What to work on: Work out how many lines below contain "serde". Provide only the figure.

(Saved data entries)
impl Scene {
    pub fn new(rasterizer: GlyphRasterizer) -> Self {
        Self {
            background: Color::rgb(0, 0, 0),
            mobjects: Vec::new(),
            directives: Vec::new(),
            rasterizer,
            state: PlaybackState::NotPlayed,
        }
    }

    /// Run `script` once. A scene can only be built a single time.
    pub fn build(&mut self, script: &dyn SceneScript) -> SceneResult<()> {
        self.ensure_not_played()?;
        debug!(scene = script.name(), "constructing scene");
        script.construct(self)?;
        self.state = PlaybackState::Played;
        debug!(
            scene = script.name(),
            directives = self.directives.len(),
            duration = self.duration(),
            "scene constructed"
        );
        Ok(())
    }

    fn ensure_not_played(&self) -> SceneResult<()> {
        match self.state {
            PlaybackState::NotPlayed => Ok(()),
            PlaybackState::Played => Err(SceneError::AlreadyPlayed),
        }
    }

    fn get(&self, id: MobjectId) -> SceneResult<&Mobject> {
        self.mobjects
            .get(id.index())
            .ok_or(SceneError::UnknownMobject { id: id.index() })
    }

    fn push(&mut self, mobject: Mobject) -> MobjectId {
        let id = MobjectId(self.mobjects.len());
        self.mobjects.push(mobject);
        id
    }

    pub fn set_background(&mut self, color: Color) -> SceneResult<()> {
        self.ensure_not_played()?;
        self.background = color;
        Ok(())
    }

    /// Add a text line centered at the origin
    pub fn add_text(&mut self, spec: TextSpec) -> SceneResult<MobjectId> {
        self.ensure_not_played()?;
        let layout = self.rasterizer.layout(&spec.content);
        let line_height = LINE_HEIGHT_UNITS * spec.font_size / BASE_FONT_SIZE * spec.scale;
        Ok(self.push(Mobject {
            kind: MobjectKind::Text(TextMobject {
                spec,
                layout,
                line_height,
            }),
            center: Point::ORIGIN,
        }))
    }

    /// Add a rectangle centered at the origin
    pub fn add_rectangle(&mut self, spec: RectangleSpec) -> SceneResult<MobjectId> {
        self.ensure_not_played()?;
        Ok(self.push(Mobject {
            kind: MobjectKind::Rectangle(spec),
            center: Point::ORIGIN,
        }))
    }

    pub fn group(&mut self, children: Vec<MobjectId>) -> SceneResult<MobjectId> {
        self.ensure_not_played()?;
        for child in &children {
            self.get(*child)?;
        }
        Ok(self.push(Mobject {
            kind: MobjectKind::Group(children),
            center: Point::ORIGIN,
        }))
    }

    /// Drawable mobjects under `id`, in group order
    pub fn leaves(&self, id: MobjectId) -> SceneResult<Vec<MobjectId>> {
        let mut out = Vec::new();
        self.collect_leaves(id, &mut out)?;
        Ok(out)
    }

    fn collect_leaves(&self, id: MobjectId, out: &mut Vec<MobjectId>) -> SceneResult<()> {
        match &self.get(id)?.kind {
            MobjectKind::Group(children) => {
                for child in children {
                    self.collect_leaves(*child, out)?;
                }
            }
            _ => out.push(id),
        }
        Ok(())
    }

    pub fn bounding_box(&self, id: MobjectId) -> SceneResult<BoundingBox> {
        let mobject = self.get(id)?;
        match &mobject.kind {
            MobjectKind::Text(text) => Ok(BoundingBox::from_center(
                mobject.center,
                text.width(),
                text.line_height,
            )),
            MobjectKind::Rectangle(rect) => Ok(BoundingBox::from_center(
                mobject.center,
                rect.width,
                rect.height,
            )),
            MobjectKind::Group(children) => {
                let mut bounds: Option<BoundingBox> = None;
                for child in children {
                    let child_box = self.bounding_box(*child)?;
                    bounds = Some(match bounds {
                        Some(b) => b.union(&child_box),
                        None => child_box,
                    });
                }
                Ok(bounds.unwrap_or_else(|| BoundingBox::from_center(Point::ORIGIN, 0.0, 0.0)))
            }
        }
    }

    pub fn shift(&mut self, id: MobjectId, offset: Point) -> SceneResult<()> {
        self.ensure_not_played()?;
        for leaf in self.leaves(id)? {
            self.mobjects[leaf.index()].center = self.mobjects[leaf.index()].center + offset;
        }
        Ok(())
    }

    pub fn move_to(&mut self, id: MobjectId, point: Point) -> SceneResult<()> {
        let center = self.bounding_box(id)?.center();
        self.shift(id, point - center)
    }

    /// Line up a group's children along `direction`, recentered on the origin
    pub fn arrange(&mut self, id: MobjectId, direction: Direction, buff: f32) -> SceneResult<()> {
        self.ensure_not_played()?;
        let children = match &self.get(id)?.kind {
            MobjectKind::Group(children) => children.clone(),
            _ => return Ok(()),
        };
        let boxes = children
            .iter()
            .map(|c| self.bounding_box(*c))
            .collect::<SceneResult<Vec<_>>>()?;
        let offsets = arrange_offsets(&boxes, direction, buff);
        for (child, offset) in children.into_iter().zip(offsets) {
            self.shift(child, offset)?;
        }
        Ok(())
    }

    /// Place `id` on the `direction` side of `target` with a `buff` gap
    pub fn next_to(
        &mut self,
        id: MobjectId,
        target: MobjectId,
        direction: Direction,
        buff: f32,
    ) -> SceneResult<()> {
        let mobject_box = self.bounding_box(id)?;
        let target_box = self.bounding_box(target)?;
        self.shift(id, next_to_offset(&mobject_box, &target_box, direction, buff))
    }

    fn resolve(&self, animation: Animation) -> SceneResult<AnimationTrack> {
        let target = animation.target();
        let leaves = self.leaves(target)?;
        let mut track = AnimationTrack {
            animation,
            run_time: DEFAULT_RUN_TIME,
            leaves,
            anchor: Point::ORIGIN,
            lag_ratio: 0.0,
        };

        match animation {
            Animation::Write { .. } => {
                let MobjectKind::Text(text) = &self.get(target)?.kind else {
                    return Err(SceneError::NotText { id: target.index() });
                };
                let (run_time, lag_ratio) = write_timing(text.layout.len());
                track.run_time = run_time;
                track.lag_ratio = lag_ratio;
            }
            Animation::GrowFromBottom { .. } => {
                track.anchor = self.bounding_box(target)?.edge(Direction::Down);
            }
            Animation::FadeIn { .. } | Animation::FadeOut { .. } => {}
        }

        Ok(track)
    }

    /// Play animations together; the directive lasts as long as the longest one
    pub fn play(&mut self, animations: Vec<Animation>) -> SceneResult<()> {
        self.ensure_not_played()?;
        if animations.is_empty() {
            return Err(SceneError::EmptyPlay);
        }
        let tracks = animations
            .into_iter()
            .map(|a| self.resolve(a))
            .collect::<SceneResult<Vec<_>>>()?;
        let run_time = tracks.iter().map(|t| t.run_time).fold(0.0, f32::max);
        debug!(
            animations = tracks.len(),
            run_time, "play directive recorded"
        );
        self.directives.push(Directive::Play { tracks, run_time });
        Ok(())
    }

    pub fn wait(&mut self, seconds: f32) -> SceneResult<()> {
        self.ensure_not_played()?;
        if seconds.is_nan() || seconds <= 0.0 {
            return Err(SceneError::InvalidDuration { seconds });
        }
        self.directives.push(Directive::Wait { duration: seconds });
        Ok(())
    }

    /// Leaf states after completing `directives[..segment]` and running
    /// `elapsed` seconds into `directives[segment]`
    pub fn states_at(&self, segment: usize, elapsed: f32) -> Vec<LeafState> {
        let mut states = vec![LeafState::default(); self.mobjects.len()];

        for (idx, directive) in self.directives.iter().enumerate().take(segment + 1) {
            let Directive::Play { tracks, .. } = directive else {
                continue;
            };
            for track in tracks {
                if idx < segment {
                    track.complete(&mut states);
                } else {
                    track.apply(elapsed, &mut states);
                }
            }
        }

        states
    }

    pub fn background(&self) -> Color {
        self.background
    }

    pub fn mobjects(&self) -> &[Mobject] {
        &self.mobjects
    }

    pub fn mobject(&self, id: MobjectId) -> SceneResult<&Mobject> {
        self.get(id)
    }

    pub fn directives(&self) -> &[Directive] {
        &self.directives
    }

    pub fn rasterizer(&self) -> &GlyphRasterizer {
        &self.rasterizer
    }

    pub fn state(&self) -> PlaybackState {
        self.state
    }

    /// Total timeline length in seconds
    pub fn duration(&self) -> f32 {
        self.directives.iter().map(Directive::duration).sum()
    }
}
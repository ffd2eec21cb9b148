//! Animation kinds, rate functions, and per-frame sampling.

use crate::layout::{Direction, Point};
use crate::script::MobjectId;
use serde::Serialize;

/// Maps linear progress in `0..=1` to eased progress
pub type RateFn = fn(f32) -> f32;

const SMOOTH_INFLECTION: f32 = 10.0;
pub const DEFAULT_RUN_TIME: f32 = 1.0;

pub fn linear(t: f32) -> f32 {
    t.clamp(0.0, 1.0)
}

fn sigmoid(x: f32) -> f32 {
    1.0 / (1.0 + (-x).exp())
}

/// Normalized sigmoid easing
pub fn smooth(t: f32) -> f32 {
    let error = sigmoid(-SMOOTH_INFLECTION / 2.0);
    let value = (sigmoid(SMOOTH_INFLECTION * (t - 0.5)) - error) / (1.0 - 2.0 * error);
    value.clamp(0.0, 1.0)
}

/// Progress of the `index`-th of `count` staggered parts.
/// Every part is complete once `alpha` reaches 1.
pub fn lagged_alpha(alpha: f32, index: usize, count: usize, lag_ratio: f32) -> f32 {
    if alpha >= 1.0 {
        return 1.0;
    }
    let full_length = (count.saturating_sub(1)) as f32 * lag_ratio + 1.0;
    (alpha * full_length - index as f32 * lag_ratio).clamp(0.0, 1.0)
}

/// A single animation requested in a `play` directive
#[derive(Debug, Clone, Copy, PartialEq, Serialize)]
#[serde(tag = "kind", rename_all = "snake_case")]
pub enum Animation {
    Write {
        target: MobjectId,
    },
    GrowFromBottom {
        target: MobjectId,
    },
    FadeIn {
        target: MobjectId,
        shift: Option<Direction>,
    },
    FadeOut {
        target: MobjectId,
        shift: Option<Direction>,
    },
}

impl Animation {
    pub fn target(&self) -> MobjectId {
        match self {
            Animation::Write { target }
            | Animation::GrowFromBottom { target }
            | Animation::FadeIn { target, .. }
            | Animation::FadeOut { target, .. } => *target,
        }
    }

    pub fn name(&self) -> &'static str {
        match self {
            Animation::Write { .. } => "write",
            Animation::GrowFromBottom { .. } => "grow_from_bottom",
            Animation::FadeIn { .. } => "fade_in",
            Animation::FadeOut { .. } => "fade_out",
        }
    }

    pub fn rate_fn(&self) -> RateFn {
        match self {
            Animation::Write { .. } => linear,
            _ => smooth,
        }
    }
}

/// Run time and stagger used by `Write` for a text of `glyphs` graphemes
pub fn write_timing(glyphs: usize) -> (f32, f32) {
    let run_time = if glyphs < 15 { 1.0 } else { 2.0 };
    let lag_ratio = (4.0 / glyphs.max(1) as f32).min(0.2);
    (run_time, lag_ratio)
}

/// Per-glyph reveal of a text being written
#[derive(Debug, Clone, Copy, PartialEq)]
pub struct WriteProgress {
    pub alpha: f32,
    pub lag_ratio: f32,
}

/// Visual state of one drawable mobject at one instant
#[derive(Debug, Clone, PartialEq)]
pub struct LeafState {
    pub visible: bool,
    pub opacity: f32,
    pub offset: Point,
    pub scale: f32,
    pub anchor: Point,
    pub write: Option<WriteProgress>,
}

impl Default for LeafState {
    fn default() -> Self {
        Self {
            visible: false,
            opacity: 1.0,
            offset: Point::ORIGIN,
            scale: 1.0,
            anchor: Point::ORIGIN,
            write: None,
        }
    }
}

impl LeafState {
    fn settled() -> Self {
        Self {
            visible: true,
            ..Self::default()
        }
    }

    /// Reveal factor for glyph `index` of `count`
    pub fn glyph_reveal(&self, index: usize, count: usize) -> f32 {
        match self.write {
            Some(progress) => lagged_alpha(progress.alpha, index, count, progress.lag_ratio),
            None => 1.0,
        }
    }
}

/// An animation resolved against the scene: which leaves it drives and for how long
#[derive(Debug, Clone, PartialEq, Serialize)]
pub struct AnimationTrack {
    pub animation: Animation,
    pub run_time: f32,
    pub leaves: Vec<MobjectId>,
    #[serde(skip)]
    pub anchor: Point,
    #[serde(skip)]
    pub lag_ratio: f32,
}

impl AnimationTrack {
    /// Apply this track's state at `elapsed` seconds into its play directive
    pub fn apply(&self, elapsed: f32, states: &mut [LeafState]) {
        let linear_alpha = if self.run_time > 0.0 {
            (elapsed / self.run_time).clamp(0.0, 1.0)
        } else {
            1.0
        };
        let alpha = (self.animation.rate_fn())(linear_alpha);

        for leaf in &self.leaves {
            let Some(state) = states.get_mut(leaf.index()) else {
                continue;
            };
            *state = self.sample(alpha);
        }
    }

    /// Apply this track's final state
    pub fn complete(&self, states: &mut [LeafState]) {
        for leaf in &self.leaves {
            if let Some(state) = states.get_mut(leaf.index()) {
                *state = self.sample(1.0);
            }
        }
    }

    fn sample(&self, alpha: f32) -> LeafState {
        match self.animation {
            Animation::Write { .. } => {
                if alpha >= 1.0 {
                    LeafState::settled()
                } else {
                    LeafState {
                        write: Some(WriteProgress {
                            alpha,
                            lag_ratio: self.lag_ratio,
                        }),
                        ..LeafState::settled()
                    }
                }
            }
            Animation::GrowFromBottom { .. } => LeafState {
                scale: alpha,
                anchor: self.anchor,
                ..LeafState::settled()
            },
            Animation::FadeIn { shift, .. } => LeafState {
                opacity: alpha,
                offset: shift_vector(shift) * (alpha - 1.0),
                ..LeafState::settled()
            },
            Animation::FadeOut { shift, .. } => LeafState {
                visible: alpha < 1.0,
                opacity: 1.0 - alpha,
                offset: shift_vector(shift) * alpha,
                ..LeafState::default()
            },
        }
    }
}

fn shift_vector(shift: Option<Direction>) -> Point {
    shift.map(Direction::vector).unwrap_or(Point::ORIGIN)
}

Exercise output: 4